A video message was delivered by the Universities Minister Michelle Donelan MP, thanking Alliance universities for their ‘pivotal’ work during the COVID-19 response. The Minister gave tribute, saying “I’m so proud and grateful of the leadership from the sector, rallying to the call’ and recoginsed the role Alliance universities will continue to play in a recovery period.
View her full pre-recorded speech here.
In conversation with Lord O’Donnell
Our main session of the day featured Professor Quintin McKellar, Vice Chancellor for the University of Hertfordshire, hosting our keynote speaker Lord O’Donnell, former adviser to three Prime Ministers; Blair, Brown and Cameron.
Their session journeyed through the career of Lord O’Donnell, touched on his advice for the years ahead and discussed why we should be centering people and communities in strategic change, policy and decision making in times of crisis. Along the way he noted that his support of the Further and Higher Education Act 1992 remains.

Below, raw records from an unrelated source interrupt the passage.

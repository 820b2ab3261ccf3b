//! Whitened cross-correlation method.
//!
//! Both spectra are flattened to unit magnitude before they are multiplied,
//! so the result follows timing alignment rather than spectral content.

use parking_lot::Mutex;
use rustfft::FftPlanner;

use super::xcorr::{gcc_estimate, Weighting};
use super::{validate_input, CorrelationAlgorithm};
use crate::analysis::types::{AnalysisResult, DelayEstimate};

/// Whitened cross-correlation.
pub struct Whitened {
    peak_fit: bool,
    planner: Mutex<FftPlanner<f64>>,
}

impl Whitened {
    pub fn new(peak_fit: bool) -> Self {
        Self {
            peak_fit,
            planner: Mutex::new(FftPlanner::new()),
        }
    }
}

impl Default for Whitened {
    fn default() -> Self {
        Self::new(true)
    }
}

impl CorrelationAlgorithm for Whitened {
    fn name(&self) -> &'static str {
        "Whitened Cross-Correlation"
    }

    fn find_delay(
        &self,
        reference: &[f32],
        target: &[f32],
        sample_rate: u32,
    ) -> AnalysisResult<DelayEstimate> {
        validate_input(reference, target, sample_rate)?;
        gcc_estimate(
            &self.planner,
            reference,
            target,
            sample_rate,
            Weighting::Whiten,
            self.peak_fit,
        )
    }
}

#[cfg(test)]
mod tests {
    use super::*;
    use crate::analysis::methods::test_signals::{delayed, noise};

    #[test]
    fn whitened_recovers_offset_after_coloring() {
        let sr = 8000;
        let signal = noise(sr as usize, 31);
        // Symmetric smoothing colors the spectrum without moving the phase.
        let shifted = delayed(&signal, 120);
        let colored: Vec<f32> = (0..shifted.len())
            .map(|i| {
                let prev = if i > 0 { shifted[i - 1] } else { 0.0 };
                let next = shifted.get(i + 1).copied().unwrap_or(0.0);
                0.6 * shifted[i] + 0.2 * (prev + next)
            })
            .collect();

        let estimate = Whitened::new(false).find_delay(&signal, &colored, sr).unwrap();
        assert!((estimate.delay_ms - 15.0).abs() <= 1000.0 / sr as f64, "got {}", estimate.delay_ms);
    }
}
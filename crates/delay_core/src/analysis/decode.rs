//! FFmpeg audio decoding.
//!
//! Decodes one audio stream of a media file to mono 32-bit float PCM at the
//! analysis sample rate. The whole stream is read before returning.

use std::io::{self, Read};
use std::path::Path;
use std::process::{Child, Command, ExitStatus, Stdio};
use std::thread;

use crate::analysis::types::{AnalysisError, AnalysisResult, AudioData};

/// Default sample rate for analysis (48kHz provides good accuracy).
pub const DEFAULT_ANALYSIS_SAMPLE_RATE: u32 = 48000;

/// Decode one audio stream to mono f32.
///
/// The stream is selected with `-map 0:a:N`. `use_soxr` switches ffmpeg to
/// the SoX resampler.
pub fn decode_audio(
    input_path: &Path,
    stream_index: usize,
    sample_rate: u32,
    use_soxr: bool,
) -> AnalysisResult<AudioData> {
    if !input_path.exists() {
        return Err(AnalysisError::SourceNotFound(input_path.display().to_string()));
    }

    let decode_failure = |reason: String| AnalysisError::DecodeFailure {
        path: input_path.display().to_string(),
        reason,
    };

    let mut cmd = Command::new("ffmpeg");
    cmd.args(["-nostdin", "-v", "error", "-i"])
        .arg(input_path)
        .arg("-map")
        .arg(format!("0:a:{}", stream_index));

    if use_soxr {
        cmd.args(["-resampler", "soxr"]);
    }

    cmd.args(["-ac", "1", "-ar"])
        .arg(sample_rate.to_string())
        .args(["-f", "f32le", "-"]);

    cmd.stdin(Stdio::null())
        .stderr(Stdio::piped())
        .stdout(Stdio::piped());

    tracing::debug!("Running FFmpeg: {:?}", cmd);

    let child = cmd
        .spawn()
        .map_err(|e| AnalysisError::process_failed("ffmpeg", format!("Failed to spawn: {}", e)))?;

    let (buffer, status, stderr) = collect_output(child)
        .map_err(|e| decode_failure(format!("ffmpeg process error: {}", e)))?;

    if !status.success() {
        return Err(decode_failure(format!(
            "ffmpeg exited with {}: {}",
            status,
            stderr.trim()
        )));
    }

    let trimmed = buffer.len() % 4;
    if trimmed != 0 {
        tracing::debug!(
            "Trimmed {} trailing bytes from {}",
            trimmed,
            input_path.display()
        );
    }

    let samples = bytes_to_f32_samples(&buffer);
    if samples.is_empty() {
        return Err(decode_failure("No audio samples decoded".to_string()));
    }

    tracing::debug!(
        "Decoded {} samples ({:.2}s) from {}",
        samples.len(),
        samples.len() as f64 / sample_rate.max(1) as f64,
        input_path.display()
    );

    Ok(AudioData::new(samples, sample_rate))
}

/// Read stdout to the end while stderr drains on its own thread.
///
/// Both pipes must be emptied concurrently: a child that fills the stderr
/// pipe blocks and never closes stdout.
fn collect_output(mut child: Child) -> io::Result<(Vec<u8>, ExitStatus, String)> {
    let stderr_reader = child.stderr.take().map(|mut err| {
        thread::spawn(move || {
            let mut buf = Vec::new();
            let _ = err.read_to_end(&mut buf);
            buf
        })
    });

    let mut stdout_bytes = Vec::new();
    if let Some(mut out) = child.stdout.take() {
        out.read_to_end(&mut stdout_bytes)?;
    }
    let status = child.wait()?;

    let stderr = stderr_reader
        .and_then(|h| h.join().ok())
        .unwrap_or_default();
    Ok((
        stdout_bytes,
        status,
        String::from_utf8_lossy(&stderr).into_owned(),
    ))
}

/// Convert little-endian f32 bytes to samples, dropping a partial trailing sample.
fn bytes_to_f32_samples(bytes: &[u8]) -> Vec<f32> {
    bytes
        .chunks_exact(4)
        .map(|chunk| f32::from_le_bytes([chunk[0], chunk[1], chunk[2], chunk[3]]))
        .collect()
}

/// Write samples as raw little-endian f32.
pub(crate) fn f32_samples_to_bytes(samples: &[f32]) -> Vec<u8> {
    samples.iter().flat_map(|s| s.to_le_bytes()).collect()
}

/// Read a raw f32le file written by the separation worker.
pub(crate) fn read_f32_file(path: &Path) -> AnalysisResult<Vec<f32>> {
    let bytes = std::fs::read(path)?;
    Ok(bytes_to_f32_samples(&bytes))
}
/// Analyze every source of a job against `Source 1`.
pub fn analyze_job(
    spec: &JobSpec,
    settings: &EngineSettings,
    logger: &JobLogger,
    cancel: &CancellationToken,
) -> AnalysisResult<JobAnalysis> {
    logger.section("Audio Sync Analysis");

    let reference_source = spec
        .sources
        .get(REFERENCE_SOURCE)
        .ok_or_else(|| AnalysisError::SourceNotFound(REFERENCE_SOURCE.to_string()))?;

    let mut job = JobAnalysis::default();
    job.job_delays.set_delay(REFERENCE_SOURCE, 0, 0.0);

    if spec.sources.len() == 1 {
        logger.info("Remux-only mode - no sync sources to analyze");
        return Ok(job);
    }

    logger.info(&format!(
        "Sync Mode: {}",
        match settings.selection.sync_mode {
            SyncMode::PositiveOnly => "Positive Only (will shift to eliminate negatives)",
            SyncMode::AllowNegative => "Allow Negative (no global shift)",
        }
    ));

    let runner = CorrelationRunner::new(settings, logger, cancel.clone());

    let chunks = &settings.chunks;
    logger.info(&format!(
        "Chunks: {} x {}s, Range: {:.0}%-{:.0}%",
        chunks.scan_chunk_count,
        chunks.scan_chunk_duration,
        chunks.scan_start_percentage,
        chunks.scan_end_percentage
    ));

    let reference = runner.decode_source(REFERENCE_SOURCE, reference_source)?;

    logger.info("--- Getting Source 1 Container Delays for Analysis ---");
    let mut container = ContainerDelays::from_media(&reference.media);
    container.log_nonzero(REFERENCE_SOURCE, logger);
    let first_track_delay = reference
        .media
        .audio_tracks()
        .first()
        .map(|t| container.audio_delay(t.id))
        .unwrap_or(0.0);
    container.selected_audio_delay_ms = find_correlation_track_delay(
        &container,
        &reference.media,
        reference_source.track_index,
        reference_source.language.as_deref(),
        first_track_delay,
        logger,
    );
    if container.selected_audio_delay_ms == 0.0 {
        logger.info(
            "[Container Delay] Source 1 audio has no container delay relative to video (0ms)",
        );
    }
    let reference_framerate = reference.media.video_framerate();

    logger.info("--- Running Audio Correlation Analysis ---");
    let targets: Vec<(&String, &AudioSource)> = spec
        .sources
        .iter()
        .filter(|(k, _)| k.as_str() != REFERENCE_SOURCE)
        .collect();
    for (done, (key, source)) in targets.iter().copied().enumerate() {
        cancel.check()?;
        logger.progress((done * 100 / targets.len()) as u32);
        logger.clear_tail();
        logger.info(&format!(
            "Analyzing {}: {}",
            key,
            source
                .path
                .file_name()
                .unwrap_or_default()
                .to_string_lossy()
        ));

        let analyzed = runner.decode_source(key, source).and_then(|target| {
            let context = DiagnosisContext {
                framerate: target.media.video_framerate().or(reference_framerate),
                codec_id: target.track.codec.clone(),
                chunk_duration_s: settings.chunks.scan_chunk_duration,
            };
            analyze_pair(&runner, key, &reference.audio, &target.audio, &context)
        });

        let analysis = match analyzed {
            Ok(analysis) => analysis,
            Err(e @ (AnalysisError::Cancelled | AnalysisError::ClusterDisagreement { .. })) => {
                return Err(e);
            }
            Err(e) => {
                logger.error(&format!("{}: {}", key, e));
                logger.show_tail(&format!("{} analysis failed", key));
                job.failures.insert(key.clone(), e.to_string());
                continue;
            }
        };

        let chain = calculate_delay_chain(
            &analysis.delay,
            container.selected_audio_delay_ms,
            key,
            logger,
        );
        job.job_delays.set_delay(key.as_str(), chain.rounded_ms, chain.raw_ms);
        job.final_delays.insert(key.clone(), chain);
        job.delays.insert(key.clone(), analysis.delay);
        if !analysis.comparisons.is_empty() {
            job.comparisons.insert(key.clone(), analysis.comparisons);
        }
        job.results.insert(key.clone(), analysis.result);
    }

    let shift = calculate_global_shift(
        &job.job_delays,
        spec.audio_sources.as_ref(),
        Some(&container),
        settings.selection.sync_mode,
        logger,
    );
    job.job_delays.apply_global_shift(&shift, logger);
    job.global_shift = shift;
    job.container_delays = container;

    logger.progress(100);
    log_stability_summary(logger, &job.results);
    if job.failures.is_empty() {
        logger.success("Analysis complete");
    } else {
        logger.warn(&format!(
            "Analysis complete, {} source(s) without a delay",
            job.failures.len()
        ));
    }
    Ok(job)
}
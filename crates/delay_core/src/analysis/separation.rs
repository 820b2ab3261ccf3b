//! Out-of-process source separation.
//!
//! Separation models hold large native (GPU/CPU) allocations, so they run in
//! a short-lived worker process and all memory goes back to the OS when it
//! exits. The worker gets one JSON argument and prints one JSON response on
//! stdout; PCM travels as raw f32le files in a scratch directory.
//!
//! Both sides of a comparison must be processed identically: if either side
//! fails, both sides keep their original audio.

use std::io::Read;
use std::path::{Path, PathBuf};
use std::process::{Child, Command, Stdio};
use std::thread;
use std::time::{Duration, Instant};

use serde::{Deserialize, Serialize};

use super::decode::{f32_samples_to_bytes, read_f32_file};
use super::types::{AnalysisError, AnalysisResult};
use crate::config::SeparationSettings;
use crate::logging::JobLogger;

/// Hard cap on a single worker run.
pub const MAX_TIMEOUT_S: f64 = 7200.0;

const POLL_INTERVAL: Duration = Duration::from_millis(50);

/// Environment variables cleared to force CPU execution.
const GPU_VISIBILITY_VARS: [&str; 3] = [
    "CUDA_VISIBLE_DEVICES",
    "ROCR_VISIBLE_DEVICES",
    "HIP_VISIBLE_DEVICES",
];

/// Request passed as the worker's single argument.
#[derive(Debug, Clone, Serialize, Deserialize)]
pub struct SeparationRequest {
    pub input_path: String,
    pub output_dir: String,
    pub target_stem: String,
    pub sample_rate: u32,
    pub model_filename: String,
    pub model_dir: String,
}

/// Response printed by the worker.
#[derive(Debug, Clone, Deserialize)]
pub struct SeparationResponse {
    pub success: bool,
    #[serde(default)]
    pub output_path: Option<String>,
    #[serde(default)]
    pub error: Option<String>,
}

/// Reference/target pair after optional separation.
#[derive(Debug, Clone)]
pub struct SeparatedPair {
    pub reference: Vec<f32>,
    pub target: Vec<f32>,
    /// Both sides were separated.
    pub applied: bool,
}

/// Timeout actually used: `<= 0` means the cap, anything else is capped.
pub fn effective_timeout(timeout_s: f64) -> Duration {
    let secs = if timeout_s <= 0.0 || !timeout_s.is_finite() {
        MAX_TIMEOUT_S
    } else {
        timeout_s.min(MAX_TIMEOUT_S)
    };
    Duration::from_secs_f64(secs)
}

/// Separate both sides or neither.
///
/// Disabled separation returns copies of the inputs. Any worker failure or
/// timeout is logged and also returns copies of the inputs.
pub fn apply_separation(
    reference: &[f32],
    target: &[f32],
    sample_rate: u32,
    settings: &SeparationSettings,
    logger: &JobLogger,
) -> SeparatedPair {
    let original = || SeparatedPair {
        reference: reference.to_vec(),
        target: target.to_vec(),
        applied: false,
    };

    let Some(stem) = settings.mode.target_stem() else {
        return original();
    };

    logger.info(&format!(
        "[SOURCE SEPARATION] Separating both sides (stem={}, model={}, device={})",
        stem, settings.model, settings.device
    ));

    let separated = separate_samples(reference, sample_rate, stem, settings).and_then(|reference| {
        separate_samples(target, sample_rate, stem, settings).map(|target| (reference, target))
    });

    match separated {
        Ok((reference, target)) => {
            logger.info(&format!(
                "[SOURCE SEPARATION] Separation complete ({} / {} samples)",
                reference.len(),
                target.len()
            ));
            SeparatedPair {
                reference,
                target,
                applied: true,
            }
        }
        Err(e) => {
            logger.warn(&format!(
                "[SOURCE SEPARATION] {}; using original audio for both sides",
                e
            ));
            original()
        }
    }
}

/// Run the worker on one buffer.
pub fn separate_samples(
    samples: &[f32],
    sample_rate: u32,
    target_stem: &str,
    settings: &SeparationSettings,
) -> AnalysisResult<Vec<f32>> {
    let (program, leading_args) = settings
        .worker_command
        .split_first()
        .ok_or_else(|| AnalysisError::SeparationFailed("no worker command configured".to_string()))?;

    let scratch = tempfile::Builder::new().prefix("delay_sep_").tempdir()?;
    let input_path = scratch.path().join("input.f32");
    let output_dir = scratch.path().join("out");
    std::fs::create_dir_all(&output_dir)?;
    std::fs::write(&input_path, f32_samples_to_bytes(samples))?;

    let request = SeparationRequest {
        input_path: input_path.display().to_string(),
        output_dir: output_dir.display().to_string(),
        target_stem: target_stem.to_string(),
        sample_rate,
        model_filename: settings.model.clone(),
        model_dir: settings.model_dir.clone(),
    };
    let request_json = serde_json::to_string(&request)
        .map_err(|e| AnalysisError::SeparationFailed(format!("cannot encode request: {}", e)))?;

    let mut cmd = Command::new(program);
    cmd.args(leading_args)
        .arg(&request_json)
        .stdin(Stdio::null())
        .stdout(Stdio::piped())
        .stderr(Stdio::piped());
    if settings.device.eq_ignore_ascii_case("cpu") {
        for var in GPU_VISIBILITY_VARS {
            cmd.env(var, "");
        }
    }
    // Own process group, so a timeout also reaches helpers the worker spawned.
    #[cfg(unix)]
    {
        use std::os::unix::process::CommandExt;
        cmd.process_group(0);
    }

    tracing::debug!("Running separation worker: {:?}", cmd);
    let child = cmd
        .spawn()
        .map_err(|e| AnalysisError::SeparationFailed(format!("cannot start {}: {}", program, e)))?;

    let timeout = effective_timeout(settings.timeout_s);
    let (stdout, stderr) = wait_with_timeout(child, timeout)?;

    let response = parse_response(&stdout).ok_or_else(|| {
        AnalysisError::SeparationFailed(format!(
            "worker printed no response (stderr: {})",
            last_line(&stderr)
        ))
    })?;
    if !response.success {
        return Err(AnalysisError::SeparationFailed(
            response.error.unwrap_or_else(|| "unknown error".to_string()),
        ));
    }

    let output_path = response
        .output_path
        .map(PathBuf::from)
        .ok_or_else(|| AnalysisError::SeparationFailed("response has no output_path".to_string()))?;
    let separated = read_output(&output_path)?;
    if separated.is_empty() {
        return Err(AnalysisError::SeparationFailed("worker produced empty audio".to_string()));
    }
    Ok(separated)
}

/// Wait for the worker, killing it once `timeout` has passed.
fn wait_with_timeout(mut child: Child, timeout: Duration) -> AnalysisResult<(String, String)> {
    let stdout_reader = child.stdout.take().map(|mut out| {
        thread::spawn(move || {
            let mut buf = String::new();
            let _ = out.read_to_string(&mut buf);
            buf
        })
    });
    let stderr_reader = child.stderr.take().map(|mut err| {
        thread::spawn(move || {
            let mut buf = String::new();
            let _ = err.read_to_string(&mut buf);
            buf
        })
    });

    let deadline = Instant::now() + timeout;
    let status = loop {
        if let Some(status) = child.try_wait()? {
            break status;
        }
        if Instant::now() >= deadline {
            kill_worker(&mut child);
            let _ = child.wait();
            return Err(AnalysisError::SeparationFailed(format!(
                "timed out after {:.0}s",
                timeout.as_secs_f64()
            )));
        }
        thread::sleep(POLL_INTERVAL);
    };

    let stdout = stdout_reader
        .and_then(|h| h.join().ok())
        .unwrap_or_default();
    let stderr = stderr_reader
        .and_then(|h| h.join().ok())
        .unwrap_or_default();

    if !status.success() {
        return Err(AnalysisError::SeparationFailed(format!(
            "worker exited with {}: {}",
            status,
            last_line(&stderr)
        )));
    }
    Ok((stdout, stderr))
}

/// Kill the worker and everything in its process group.
fn kill_worker(child: &mut Child) {
    #[cfg(unix)]
    {
        let group = format!("-{}", child.id());
        let killed = Command::new("kill")
            .args(["-s", "KILL", "--", &group])
            .stdin(Stdio::null())
            .stdout(Stdio::null())
            .stderr(Stdio::null())
            .status();
        if !matches!(killed, Ok(status) if status.success()) {
            tracing::debug!("could not signal process group {}", group);
        }
    }
    let _ = child.kill();
}

/// Last JSON object line on stdout; workers may print warnings before it.
fn parse_response(stdout: &str) -> Option<SeparationResponse> {
    stdout
        .lines()
        .rev()
        .map(str::trim)
        .filter(|l| l.starts_with('{'))
        .find_map(|l| serde_json::from_str(l).ok())
}

fn read_output(path: &Path) -> AnalysisResult<Vec<f32>> {
    read_f32_file(path).map_err(|e| {
        AnalysisError::SeparationFailed(format!("cannot read {}: {}", path.display(), e))
    })
}

fn last_line(text: &str) -> &str {
    text.lines().rev().find(|l| !l.trim().is_empty()).unwrap_or("").trim()
}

Lord O’Donnell stressed that wellbeing should be at the heart of what the government measures as success, not just the salary a graduate earns, and that Alliance universities will be invaluable in upskilling the younger generation so they can find the right work in this uncertain time. He listed those on the NHS frontline at the moment as an example of those who are improving the wellbeing of others, many trained at Alliance universities, and stressed that a university can be an education beyond the courses that they teach – and those life lessons will always be of benefit.
His main advice? For universities to encourage students to put happiness in a future career above all else. And his thoughts on where the HE sector will be in ten years’ time? That the current pandemic is only accelerating the inevitable – a greater focus on technology.